##### The input #####

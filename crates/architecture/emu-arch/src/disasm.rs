//! 反汇编器（Disassembler）
//!
//! Thin wrapper over capstone. The capstone mode and byte order are picked
//! from a fixed per-ISA table; big-endian x86 and Cortex-M are rejected.

use std::fmt;

use capstone::prelude::*;
use emu_core::{EmuError, Endian, GuestArch, GuestMemory, Result};

/// One decoded instruction
#[derive(Debug, Clone, PartialEq, Eq)]
pub struct Insn {
    pub address: u64,
    pub bytes: Vec<u8>,
    pub mnemonic: String,
    pub op_str: String,
}

impl fmt::Display for Insn {
    fn fmt(&self, f: &mut fmt::Formatter<'_>) -> fmt::Result {
        let hex: Vec<String> = self.bytes.iter().map(|b| format!("{b:02x}")).collect();
        write!(f, "{:#010x}: {:<24} {} {}", self.address, hex.join(" "), self.mnemonic, self.op_str)
    }
}

pub struct Disassembler {
    cs: Capstone,
    arch: GuestArch,
}

fn cs_endian(endian: Endian) -> capstone::Endian {
    match endian {
        Endian::Little => capstone::Endian::Little,
        Endian::Big => capstone::Endian::Big,
    }
}

fn backend_err(e: capstone::Error) -> EmuError {
    EmuError::Backend {
        backend: "capstone",
        message: e.to_string(),
    }
}

impl Disassembler {
    pub fn new(arch: GuestArch, endian: Endian, thumb: bool) -> Result<Self> {
        let unsupported = EmuError::UnsupportedArch {
            arch,
            endian,
            component: "disassembler",
        };

        let cs = match (arch, endian) {
            (GuestArch::X86, Endian::Little) => Capstone::new()
                .x86()
                .mode(capstone::arch::x86::ArchMode::Mode32)
                .build(),
            (GuestArch::X8664, Endian::Little) => Capstone::new()
                .x86()
                .mode(capstone::arch::x86::ArchMode::Mode64)
                .build(),
            (GuestArch::Arm, _) => {
                let mode = if thumb {
                    capstone::arch::arm::ArchMode::Thumb
                } else {
                    capstone::arch::arm::ArchMode::Arm
                };
                Capstone::new()
                    .arm()
                    .mode(mode)
                    .endian(cs_endian(endian))
                    .build()
            }
            (GuestArch::CortexM, Endian::Little) => Capstone::new()
                .arm()
                .mode(capstone::arch::arm::ArchMode::Thumb)
                .extra_mode([capstone::arch::arm::ArchExtraMode::MClass].iter().copied())
                .build(),
            (GuestArch::Arm64, _) => Capstone::new()
                .arm64()
                .mode(capstone::arch::arm64::ArchMode::Arm)
                .endian(cs_endian(endian))
                .build(),
            (GuestArch::Mips, _) => Capstone::new()
                .mips()
                .mode(capstone::arch::mips::ArchMode::Mips32)
                .endian(cs_endian(endian))
                .build(),
            (GuestArch::X86 | GuestArch::X8664 | GuestArch::CortexM, Endian::Big) => {
                return Err(unsupported);
            }
        }
        .map_err(backend_err)?;

        tracing::debug!("capstone ready for {} ({})", arch, endian);
        Ok(Self { cs, arch })
    }

    pub fn arch(&self) -> GuestArch {
        self.arch
    }

    /// Decode every instruction in `code`, assumed to live at `address`
    pub fn disasm(&self, code: &[u8], address: u64) -> Result<Vec<Insn>> {
        let insns = self.cs.disasm_all(code, address).map_err(backend_err)?;
        Ok(insns
            .iter()
            .map(|i| Insn {
                address: i.address(),
                bytes: i.bytes().to_vec(),
                mnemonic: i.mnemonic().unwrap_or_default().to_string(),
                op_str: i.op_str().unwrap_or_default().to_string(),
            })
            .collect())
    }

    /// Decode the first instruction found at `address` in guest memory
    pub fn disasm_at(&self, mem: &dyn GuestMemory, address: u64, max_len: usize) -> Result<Option<Insn>> {
        let code = mem.read_bytes(address, max_len)?;
        Ok(self.disasm(&code, address)?.into_iter().next())
    }
}

impl fmt::Debug for Disassembler {
    fn fmt(&self, f: &mut fmt::Formatter<'_>) -> fmt::Result {
        f.debug_struct("Disassembler").field("arch", &self.arch).finish()
    }
}

#[cfg(test)]
mod tests {
    use super::*;

    #[test]
    fn test_x86_decode() {
        let cs = Disassembler::new(GuestArch::X86, Endian::Little, false).unwrap();
        // push ebp; mov ebp, esp; ret
        let insns = cs.disasm(&[0x55, 0x89, 0xe5, 0xc3], 0x1000).unwrap();
        let mnemonics: Vec<_> = insns.iter().map(|i| i.mnemonic.as_str()).collect();
        assert_eq!(mnemonics, ["push", "mov", "ret"]);
        assert_eq!(insns[1].address, 0x1001);
        assert_eq!(insns[1].op_str, "ebp, esp");
    }

    #[test]
    fn test_big_endian_x86_rejected() {
        let err = Disassembler::new(GuestArch::X8664, Endian::Big, false).unwrap_err();
        assert!(matches!(err, EmuError::UnsupportedArch { component: "disassembler", .. }));
    }

    #[test]
    fn test_mips_byte_order() {
        // addiu $sp, $sp, -8
        let le = Disassembler::new(GuestArch::Mips, Endian::Little, false).unwrap();
        let be = Disassembler::new(GuestArch::Mips, Endian::Big, false).unwrap();
        let a = le.disasm(&[0xf8, 0xff, 0xbd, 0x27], 0).unwrap();
        let b = be.disasm(&[0x27, 0xbd, 0xff, 0xf8], 0).unwrap();
        assert_eq!(a[0].mnemonic, "addiu");
        assert_eq!(a[0].mnemonic, b[0].mnemonic);
        assert_eq!(a[0].op_str, b[0].op_str);
    }
}
//! Guest memory contract and a sparse software implementation
//!
//! The emulation core only relies on the pointer contract expressed by
//! [`GuestMemory`]: raw byte reads/writes plus width-aware pointer access.
//! Typed marshaling (pointers, narrow and wide strings) is layered on top as
//! provided trait methods so every memory backend gets them for free.

use std::collections::HashMap;

use crate::arch::{Endian, GuestArch};
use crate::error::{EmuError, Result};

/// Page granularity of [`SoftMemory`]
pub const PAGE_SIZE: u64 = 0x1000;

/// Upper bound on string reads, in characters
pub const MAX_STRING_LEN: usize = 0x8000;

/// Pointer contract consumed by the emulation core
pub trait GuestMemory {
    /// Read `buf.len()` bytes starting at `addr`
    fn read(&self, addr: u64, buf: &mut [u8]) -> Result<()>;

    /// Write `data` starting at `addr`
    fn write(&mut self, addr: u64, data: &[u8]) -> Result<()>;

    /// Native pointer width in bytes
    fn pointer_size(&self) -> usize;

    /// Byte order used for multi-byte values
    fn endian(&self) -> Endian;

    /// Whether every byte of `addr..addr + len` is mapped
    fn is_mapped(&self, addr: u64, len: usize) -> bool;

    /// Read `len` bytes; the range is checked before any host allocation
    fn read_bytes(&self, addr: u64, len: usize) -> Result<Vec<u8>> {
        if !self.is_mapped(addr, len) {
            return Err(EmuError::MemoryFault { addr, size: len });
        }
        let mut buf = vec![0u8; len];
        self.read(addr, &mut buf)?;
        Ok(buf)
    }

    /// Read an unsigned integer of `width` bytes (native pointer width by default)
    fn read_ptr(&self, addr: u64, width: Option<usize>) -> Result<u64> {
        let width = check_width(width.unwrap_or_else(|| self.pointer_size()))?;
        let mut buf = [0u8; 8];
        self.read(addr, &mut buf[..width])?;
        Ok(unpack(&buf[..width], self.endian()))
    }

    /// Write the low `width` bytes of `value` (native pointer width by default)
    fn write_ptr(&mut self, addr: u64, value: u64, width: Option<usize>) -> Result<()> {
        let width = check_width(width.unwrap_or_else(|| self.pointer_size()))?;
        let bytes = pack(value, width, self.endian());
        self.write(addr, &bytes)
    }

    /// Read a null-terminated single-byte string
    fn read_cstring(&self, addr: u64) -> Result<String> {
        let mut bytes = Vec::new();
        let mut byte = [0u8; 1];
        for i in 0..MAX_STRING_LEN as u64 {
            self.read(addr + i, &mut byte)?;
            if byte[0] == 0 {
                break;
            }
            bytes.push(byte[0]);
        }
        Ok(String::from_utf8_lossy(&bytes).into_owned())
    }

    /// Read a null-terminated UTF-16LE string
    fn read_wstring(&self, addr: u64) -> Result<String> {
        let mut units = Vec::new();
        let mut unit = [0u8; 2];
        for i in 0..MAX_STRING_LEN as u64 {
            self.read(addr + i * 2, &mut unit)?;
            let c = u16::from_le_bytes(unit);
            if c == 0 {
                break;
            }
            units.push(c);
        }
        Ok(String::from_utf16_lossy(&units))
    }

    /// Write `s` followed by a null byte; returns the number of bytes written
    fn write_cstring(&mut self, addr: u64, s: &str) -> Result<usize> {
        let data = encode_cstring(s);
        self.write(addr, &data)?;
        Ok(data.len())
    }

    /// Write `s` as UTF-16LE followed by a null code unit; returns bytes written
    fn write_wstring(&mut self, addr: u64, s: &str) -> Result<usize> {
        let data = encode_wstring(s);
        self.write(addr, &data)?;
        Ok(data.len())
    }
}

fn check_width(width: usize) -> Result<usize> {
    match width {
        1 | 2 | 4 | 8 => Ok(width),
        other => Err(EmuError::InvalidConfig(format!("unsupported integer width {other}"))),
    }
}

/// Decode an unsigned integer from up to eight bytes
pub fn unpack(bytes: &[u8], endian: Endian) -> u64 {
    let fold = |acc: u64, b: &u8| (acc << 8) | u64::from(*b);
    match endian {
        Endian::Little => bytes.iter().rev().fold(0, fold),
        Endian::Big => bytes.iter().fold(0, fold),
    }
}

/// Encode the low `width` bytes of `value`
pub fn pack(value: u64, width: usize, endian: Endian) -> Vec<u8> {
    let le = value.to_le_bytes();
    let mut out = le[..width.min(8)].to_vec();
    if endian == Endian::Big {
        out.reverse();
    }
    out
}

/// Single-byte encoding with terminator
pub fn encode_cstring(s: &str) -> Vec<u8> {
    let mut data = s.as_bytes().to_vec();
    data.push(0);
    data
}

/// UTF-16LE encoding with terminator
pub fn encode_wstring(s: &str) -> Vec<u8> {
    s.encode_utf16()
        .chain(std::iter::once(0))
        .flat_map(u16::to_le_bytes)
        .collect()
}

/// Decode single-byte data up to the first null (or the end of the slice)
pub fn decode_cstring(data: &[u8]) -> String {
    let end = data.iter().position(|&b| b == 0).unwrap_or(data.len());
    String::from_utf8_lossy(&data[..end]).into_owned()
}

/// Decode UTF-16LE data up to the first null code unit (or the end of the slice)
pub fn decode_wstring(data: &[u8]) -> String {
    let units: Vec<u16> = data
        .chunks_exact(2)
        .map(|c| u16::from_le_bytes([c[0], c[1]]))
        .take_while(|&c| c != 0)
        .collect();
    String::from_utf16_lossy(&units)
}

// ============================================================================
// 软件内存实现
// ============================================================================

/// A mapped region of [`SoftMemory`]
#[derive(Debug, Clone, PartialEq, Eq)]
pub struct MemRegion {
    pub base: u64,
    pub size: u64,
    pub label: String,
}

impl MemRegion {
    pub fn end(&self) -> u64 {
        self.base + self.size
    }

    pub fn contains(&self, addr: u64) -> bool {
        addr >= self.base && addr < self.end()
    }
}

/// Sparse, page-granular guest memory
///
/// Pages are allocated on first write and read as zeros until then. Any
/// access touching an unmapped page fails with [`EmuError::MemoryFault`]
/// before a single byte is transferred.
pub struct SoftMemory {
    pages: HashMap<u64, Box<[u8]>>,
    regions: Vec<MemRegion>,
    pointer_size: usize,
    endian: Endian,
}

impl SoftMemory {
    pub fn new(arch: GuestArch, endian: Endian) -> Self {
        Self {
            pages: HashMap::new(),
            regions: Vec::new(),
            pointer_size: arch.pointer_size(),
            endian,
        }
    }

    /// Map `size` bytes at `base`; both must be page aligned
    pub fn map(&mut self, base: u64, size: u64, label: impl Into<String>) -> Result<()> {
        if base % PAGE_SIZE != 0 || size == 0 || size % PAGE_SIZE != 0 {
            return Err(EmuError::InvalidConfig(format!(
                "mapping {base:#x}+{size:#x} is not page aligned"
            )));
        }
        let end = base
            .checked_add(size)
            .ok_or_else(|| EmuError::InvalidConfig(format!("mapping {base:#x}+{size:#x} overflows")))?;

        if self.regions.iter().any(|r| base < r.end() && r.base < end) {
            return Err(EmuError::InvalidConfig(format!(
                "mapping {base:#x}-{end:#x} overlaps an existing region"
            )));
        }

        self.regions.push(MemRegion {
            base,
            size,
            label: label.into(),
        });
        self.regions.sort_by_key(|r| r.base);
        tracing::trace!("mapped {:#x}-{:#x}", base, end);
        Ok(())
    }

    /// Unmap a region previously mapped with exactly this base and size
    pub fn unmap(&mut self, base: u64, size: u64) -> Result<()> {
        let idx = self
            .regions
            .iter()
            .position(|r| r.base == base && r.size == size)
            .ok_or(EmuError::MemoryFault {
                addr: base,
                size: size as usize,
            })?;
        self.regions.remove(idx);
        for page in (base / PAGE_SIZE)..((base + size) / PAGE_SIZE) {
            self.pages.remove(&page);
        }
        Ok(())
    }

    pub fn regions(&self) -> &[MemRegion] {
        &self.regions
    }

    fn chunks(addr: u64, len: usize) -> impl Iterator<Item = (u64, usize, usize, usize)> {
        let mut done = 0usize;
        std::iter::from_fn(move || {
            if done >= len {
                return None;
            }
            let cur = addr + done as u64;
            let page = cur / PAGE_SIZE;
            let off = (cur % PAGE_SIZE) as usize;
            let n = (PAGE_SIZE as usize - off).min(len - done);
            let item = (page, off, done, n);
            done += n;
            Some(item)
        })
    }
}

impl GuestMemory for SoftMemory {
    fn read(&self, addr: u64, buf: &mut [u8]) -> Result<()> {
        if !self.is_mapped(addr, buf.len()) {
            return Err(EmuError::MemoryFault {
                addr,
                size: buf.len(),
            });
        }
        for (page, off, done, n) in Self::chunks(addr, buf.len()) {
            match self.pages.get(&page) {
                Some(data) => buf[done..done + n].copy_from_slice(&data[off..off + n]),
                // never written
                None => buf[done..done + n].fill(0),
            }
        }
        Ok(())
    }

    fn write(&mut self, addr: u64, data: &[u8]) -> Result<()> {
        if !self.is_mapped(addr, data.len()) {
            return Err(EmuError::MemoryFault {
                addr,
                size: data.len(),
            });
        }
        for (page, off, done, n) in Self::chunks(addr, data.len()) {
            let dst = self
                .pages
                .entry(page)
                .or_insert_with(|| vec![0u8; PAGE_SIZE as usize].into_boxed_slice());
            dst[off..off + n].copy_from_slice(&data[done..done + n]);
        }
        Ok(())
    }

    fn pointer_size(&self) -> usize {
        self.pointer_size
    }

    fn endian(&self) -> Endian {
        self.endian
    }

    fn is_mapped(&self, addr: u64, len: usize) -> bool {
        if len == 0 {
            return true;
        }
        let Some(last) = addr.checked_add(len as u64 - 1) else {
            return false;
        };
        // walk region by region, not page by page
        let mut cursor = addr;
        loop {
            let Some(region) = self.regions.iter().find(|r| r.contains(cursor)) else {
                return false;
            };
            if region.end() > last {
                return true;
            }
            cursor = region.end();
        }
    }
}

#[cfg(test)]
mod tests {
    use super::*;

    fn mem32() -> SoftMemory {
        let mut mem = SoftMemory::new(GuestArch::X86, Endian::Little);
        mem.map(0x1000, 0x2000, "test").unwrap();
        mem
    }

    #[test]
    fn test_unmapped_access_faults() {
        let mem = mem32();
        let mut buf = [0u8; 4];
        assert_eq!(
            mem.read(0x2ffe, &mut buf),
            Err(EmuError::MemoryFault { addr: 0x2ffe, size: 4 })
        );
        assert!(mem.read(0x2ffc, &mut buf).is_ok());
    }

    #[test]
    fn test_cross_page_write() {
        let mut mem = mem32();
        mem.write(0x1ffe, &[1, 2, 3, 4]).unwrap();
        assert_eq!(mem.read_bytes(0x1ffe, 4).unwrap(), vec![1, 2, 3, 4]);
    }

    #[test]
    fn test_pointer_width_and_endian() {
        let mut mem = mem32();
        mem.write_ptr(0x1000, 0x1122_3344, None).unwrap();
        assert_eq!(mem.read_bytes(0x1000, 4).unwrap(), vec![0x44, 0x33, 0x22, 0x11]);
        assert_eq!(mem.read_ptr(0x1000, Some(2)).unwrap(), 0x3344);

        let mut be = SoftMemory::new(GuestArch::Mips, Endian::Big);
        be.map(0, 0x1000, "be").unwrap();
        be.write_ptr(0x10, 0xdead_beef, None).unwrap();
        assert_eq!(be.read_bytes(0x10, 4).unwrap(), vec![0xde, 0xad, 0xbe, 0xef]);
        assert_eq!(be.read_ptr(0x10, None).unwrap(), 0xdead_beef);
    }

    #[test]
    fn test_write_ptr_truncates_to_width() {
        let mut mem = SoftMemory::new(GuestArch::X8664, Endian::Little);
        mem.map(0, 0x1000, "m").unwrap();
        mem.write_ptr(0x20, u64::MAX, None).unwrap();
        mem.write_ptr(0x20, 6, Some(4)).unwrap();
        assert_eq!(mem.read_ptr(0x20, None).unwrap(), 0xffff_ffff_0000_0006);
    }

    #[test]
    fn test_strings() {
        let mut mem = mem32();
        assert_eq!(mem.write_cstring(0x1100, "hello").unwrap(), 6);
        assert_eq!(mem.read_cstring(0x1100).unwrap(), "hello");
        assert_eq!(mem.write_wstring(0x1200, "héllo").unwrap(), 12);
        assert_eq!(mem.read_wstring(0x1200).unwrap(), "héllo");
    }

    #[test]
    fn test_overlapping_map_rejected() {
        let mut mem = mem32();
        assert!(mem.map(0x2000, 0x1000, "dup").is_err());
        assert!(mem.map(0x1234, 0x1000, "unaligned").is_err());
        mem.unmap(0x1000, 0x2000).unwrap();
        assert!(!mem.is_mapped(0x1000, 1));
    }

    #[test]
    fn test_oversized_read_faults_before_allocating() {
        let mut mem = mem32();
        mem.map(0x3000, 0x1000, "adjacent").unwrap();
        assert!(mem.is_mapped(0x1800, 0x2800));
        assert!(!mem.is_mapped(0x1800, 0x2801));
        assert!(!mem.is_mapped(u64::MAX, 2));

        assert_eq!(
            mem.read_bytes(0x1000, 0xffff_ffff),
            Err(EmuError::MemoryFault { addr: 0x1000, size: 0xffff_ffff })
        );
        assert!(mem.read_bytes(0x1000, usize::MAX).is_err());
    }

    #[test]
    fn test_decode_helpers() {
        assert_eq!(decode_cstring(b"abc\0def"), "abc");
        assert_eq!(decode_wstring(&encode_wstring("xy")), "xy");
        assert_eq!(pack(0x0102, 2, Endian::Big), vec![1, 2]);
        assert_eq!(unpack(&[1, 2], Endian::Big), 0x0102);
    }
}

#####

_What you are asked to do:_
Set out every line from the material that contains the string "SoftMemory".

_Answer section:_
/// Page granularity of [`SoftMemory`]
/// A mapped region of [`SoftMemory`]
pub struct SoftMemory {
impl SoftMemory {
impl GuestMemory for SoftMemory {
    fn mem32() -> SoftMemory {
        let mut mem = SoftMemory::new(GuestArch::X86, Endian::Little);
        let mut be = SoftMemory::new(GuestArch::Mips, Endian::Big);
        let mut mem = SoftMemory::new(GuestArch::X8664, Endian::Little);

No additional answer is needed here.